I don't think it has anything to do with the timeout seconds... "WebDAV response status 401 with reason 'Unauthorized'." suggests that something goes wrong on login, right?
I tried 120 seconds and it didn't work..

A.M. (a25) said : #4

<?xml version="1.0" encoding="utf-8"?>
<d:error xmlns:d="DAV:" xmlns:s="http://sabredav.org/ns">
  <s:exception>Sabre\DAV\Exception\NotAuthenticated</s:exception>
  <s:message>No digest authentication headers were found</s:message>
  <s:sabredav-version>1.8.5</s:sabredav-version>
</d:error>

I think this is the main error!
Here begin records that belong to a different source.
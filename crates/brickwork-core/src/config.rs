use std::path::Path;

use serde::Deserialize;

use crate::error::Result;

/// Layout knobs for the encoders. The defaults reproduce the on-disk
/// formats exactly; overriding them is only useful for tooling that wants
/// unpadded or differently aligned output.
#[derive(Debug, Deserialize, Clone, PartialEq, Eq)]
#[serde(default)]
pub struct CodecConfig {
    /// Table output is padded up to a multiple of this many bytes.
    pub table_alignment: usize,
    pub table_pad_byte: u8,
    /// Filler for the unused tail of fixed-width text fields.
    pub text_pad_byte: u8,
}

impl Default for CodecConfig {
    fn default() -> Self {
        Self {
            table_alignment: 32,
            table_pad_byte: b'@',
            text_pad_byte: 0,
        }
    }
}

impl CodecConfig {
    pub fn from_toml_str(source: &str) -> Result<Self> {
        Ok(toml::from_str(source)?)
    }

    pub fn load(path: impl AsRef<Path>) -> Result<Self> {
        let source = std::fs::read_to_string(path.as_ref())?;
        let config = Self::from_toml_str(&source)?;
        tracing::debug!("CodecConfig: loaded {}", path.as_ref().display());
        Ok(config)
    }
}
It tries to authenticate with "digest" (whatever that is), but it can't find any!

edso (ed.so) said : #5

On 02.05.2014 18:36, A.M. wrote:
> Question #248020 on Duplicity changed:
> https://answers.launchpad.net/duplicity/+question/248020
>
> A.M. posted a new comment:
> <?xml version="1.0" encoding="utf-8"?>
> <d:error xmlns:d="DAV:" xmlns:s="http://sabredav.org/ns">
> <s:exception>Sabre\DAV\Exception\NotAuthenticated</s:exception>
> <s:message>No digest authentication headers were found</s:message>
> <s:sabredav-version>1.8.5</s:sabredav-version>
> </d:error>
>
>
> I think this is the main error! It tries to authenticate with "digest"
> (whatever that is), but it can't find any!
>

hmm.. run duplicity with max. verbosity '-v9' and send the complete output to me privately for me to see what is going on. you might wanna change your credentials to the webdav afterwards, just to be sure.

..ede/duply.net

A.M. (a25) said : #6

I did that above, but hang on, let me send you the new log.

A.M. (a25) said : #7

So I think I know where the issue is.. This is what I get when I try to open the connection with duplicity. It's either that the username is transmitted incorrectly or not at all:

<?xml version="1.0" encoding="utf-8"?>
<d:error xmlns:d="DAV:" xmlns:s="http://sabredav.org/ns">
  <s:exception>Sabre\DAV\Exception\NotAuthenticated</s:exception>
  <s:message>No digest authentication headers were found</s:message>
  <s:sabredav-version>1.8.5</s:sabredav-version>
</d:error>

This is what I get in FireFox when I enter "https://cloud1.goneo.de/share", after a login prompt pops up and I simply press "cancel":

<d:error><s:exception>Sabre\DAV\Exception\NotAuthenticated</s:exception><s:message>No digest authentication headers were found</s:message><s:sabredav-version>1.8.5</s:sabredav-version></d:error>

So it's the exact same error. But before duplicity gives me the error mention aboved this is what happens:

WebDAV create connection on 'cloud1.goneo.de' (retry 1)
WebDAV PROPFIND /share/ request with headers: {'Connection': 'keep-alive', 'Depth': '1'}
WebDAV data length: 0
WebDAV response status 401 with reason 'Unauthorized'.
WebDAV retry request with authentification headers.
WebDAV PROPFIND /share/ request2 with headers: {'Connection': 'keep-alive', 'Depth': '1', 'Authorization': 'Digest username="username", realm="ajxp_webdav_realm", nonce="5364443b5d3c3", uri="/share/", response="e1b65f609d9327e6523ed081df6fb0d3", opaque="df58bdff8cf60599c939187d0b5c54de", algorithm="MD5", qop=auth, nc=00000001, cnonce="65ba0b24b406d99e"'}
WebDAV data length: 0
WebDAV response2 status 200 with reason ''.
124

My best quess is that it tries to login to cloud1.goneo.de/share, but because there's no username:pw it fails and then tries to login with the header (not quite sure what it is) and fails again because no data is entered (--> The same error I get on FireFox when entering nothing in the login prompt).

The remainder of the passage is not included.